Stored items:
☆ ☆ ☆ ☆

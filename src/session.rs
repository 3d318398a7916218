//! Session State
//!
//! Page-lifetime record of what the dashboard last fetched plus the operator's
//! user selection. The store holds one immutable `SessionSnapshot` behind a
//! lock; every setter builds a new snapshot with exactly one field replaced
//! and swaps it in. There is no field-level mutation and no merge.
//!
//! Operations are not serialized against each other: two overlapping writers
//! (e.g. a manual recommendation fetch and an interaction-triggered refresh)
//! resolve as last-write-wins.

use std::sync::{Arc, RwLock};
use tracing::debug;

use crate::core_types::UserId;
use crate::models::{Ad, RecommendationSet, StatCounts};

/// Where a dataset came from
#[derive(Debug, Clone, Copy, PartialEq, Eq)]
pub enum Provenance {
    /// Returned by the server (may legitimately be empty)
    Live,
    /// Placeholder written after a fetch exhausted its retries
    Fallback,
}

/// A list that is always replaced as a whole
#[derive(Debug, Clone, PartialEq)]
pub struct Dataset<T> {
    pub items: Vec<T>,
    pub provenance: Provenance,
}

impl<T> Dataset<T> {
    pub fn live(items: Vec<T>) -> Self {
        Self {
            items,
            provenance: Provenance::Live,
        }
    }

    pub fn fallback(items: Vec<T>) -> Self {
        Self {
            items,
            provenance: Provenance::Fallback,
        }
    }

    pub fn is_degraded(&self) -> bool {
        self.provenance == Provenance::Fallback
    }

    pub fn len(&self) -> usize {
        self.items.len()
    }

    pub fn is_empty(&self) -> bool {
        self.items.is_empty()
    }
}

impl<T> Default for Dataset<T> {
    fn default() -> Self {
        Self::live(Vec::new())
    }
}

#[derive(Debug, Clone, Default, PartialEq)]
pub struct SessionSnapshot {
    pub users: Dataset<UserId>,
    pub ads: Dataset<Ad>,
    pub recommendations: Option<RecommendationSet>,
    pub current_user: Option<UserId>,
}

impl SessionSnapshot {
    /// Recommendations only when they belong to the selected user
    pub fn current_recommendations(&self) -> Option<&RecommendationSet> {
        match (&self.recommendations, &self.current_user) {
            (Some(set), Some(user)) if &set.user_id == user => Some(set),
            _ => None,
        }
    }

    pub fn is_current_user(&self, user_id: &str) -> bool {
        self.current_user.as_deref() == Some(user_id)
    }

    pub fn counts(&self) -> StatCounts {
        StatCounts {
            user_count: self.users.len(),
            ad_count: self.ads.len(),
        }
    }
}

#[derive(Debug, Default)]
pub struct SessionStore {
    inner: RwLock<Arc<SessionSnapshot>>,
}

impl SessionStore {
    pub fn new() -> Self {
        Self::default()
    }

    /// Cheap handle to the current snapshot
    pub fn snapshot(&self) -> Arc<SessionSnapshot> {
        let guard = self.inner.read().unwrap_or_else(|e| e.into_inner());
        Arc::clone(&*guard)
    }

    fn replace<F>(&self, f: F)
    where
        F: FnOnce(&mut SessionSnapshot),
    {
        let mut guard = self.inner.write().unwrap_or_else(|e| e.into_inner());
        let mut next = SessionSnapshot::clone(&**guard);
        f(&mut next);
        *guard = Arc::new(next);
    }

    pub fn set_users(&self, users: Dataset<UserId>) {
        debug!(
            count = users.len(),
            degraded = users.is_degraded(),
            "session: users replaced"
        );
        self.replace(|s| s.users = users);
    }

    pub fn set_ads(&self, ads: Dataset<Ad>) {
        debug!(
            count = ads.len(),
            degraded = ads.is_degraded(),
            "session: ads replaced"
        );
        self.replace(|s| s.ads = ads);
    }

    pub fn set_recommendations(&self, recommendations: Option<RecommendationSet>) {
        debug!(
            user = recommendations.as_ref().map(|r| r.user_id.as_str()),
            count = recommendations.as_ref().map_or(0, RecommendationSet::len),
            "session: recommendations replaced"
        );
        self.replace(|s| s.recommendations = recommendations);
    }

    /// Select a user. Switching to a different user drops recommendations
    /// that belong to someone else.
    pub fn set_current_user(&self, user: Option<UserId>) {
        debug!(user = user.as_deref(), "session: current user changed");
        self.replace(|s| {
            let owned_by_new = matches!(
                (&s.recommendations, &user),
                (Some(set), Some(u)) if &set.user_id == u
            );
            if !owned_by_new {
                s.recommendations = None;
            }
            s.current_user = user;
        });
    }

    pub fn current_user(&self) -> Option<UserId> {
        self.snapshot().current_user.clone()
    }

    /// User/ad counts, computed from the current snapshot without I/O
    pub fn derive_stats(&self) -> StatCounts {
        self.snapshot().counts()
    }
}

☆ ☆ ☆ ☆

- Exercise prompt -
Your task is to reproduce the entries exactly, starting at the first line and ending with the line containing "#[derive(Debug, Clone, Default, PartialEq)]".

- Exercise result -
filename src/session.rs
repository 3d318398a7916218
//! Session State
//!
//! Page-lifetime record of what the dashboard last fetched plus the operator's
//! user selection. The store holds one immutable `SessionSnapshot` behind a
//! lock; every setter builds a new snapshot with exactly one field replaced
//! and swaps it in. There is no field-level mutation and no merge.
//!
//! Operations are not serialized against each other: two overlapping writers
//! (e.g. a manual recommendation fetch and an interaction-triggered refresh)
//! resolve as last-write-wins.

use std::sync::{Arc, RwLock};
use tracing::debug;

use crate::core_types::UserId;
use crate::models::{Ad, RecommendationSet, StatCounts};

/// Where a dataset came from
#[derive(Debug, Clone, Copy, PartialEq, Eq)]
pub enum Provenance {
    /// Returned by the server (may legitimately be empty)
    Live,
    /// Placeholder written after a fetch exhausted its retries
    Fallback,
}

/// A list that is always replaced as a whole
#[derive(Debug, Clone, PartialEq)]
pub struct Dataset<T> {
    pub items: Vec<T>,
    pub provenance: Provenance,
}

impl<T> Dataset<T> {
    pub fn live(items: Vec<T>) -> Self {
        Self {
            items,
            provenance: Provenance::Live,
        }
    }

    pub fn fallback(items: Vec<T>) -> Self {
        Self {
            items,
            provenance: Provenance::Fallback,
        }
    }

    pub fn is_degraded(&self) -> bool {
        self.provenance == Provenance::Fallback
    }

    pub fn len(&self) -> usize {
        self.items.len()
    }

    pub fn is_empty(&self) -> bool {
        self.items.is_empty()
    }
}

impl<T> Default for Dataset<T> {
    fn default() -> Self {
        Self::live(Vec::new())
    }
}

#[derive(Debug, Clone, Default, PartialEq)]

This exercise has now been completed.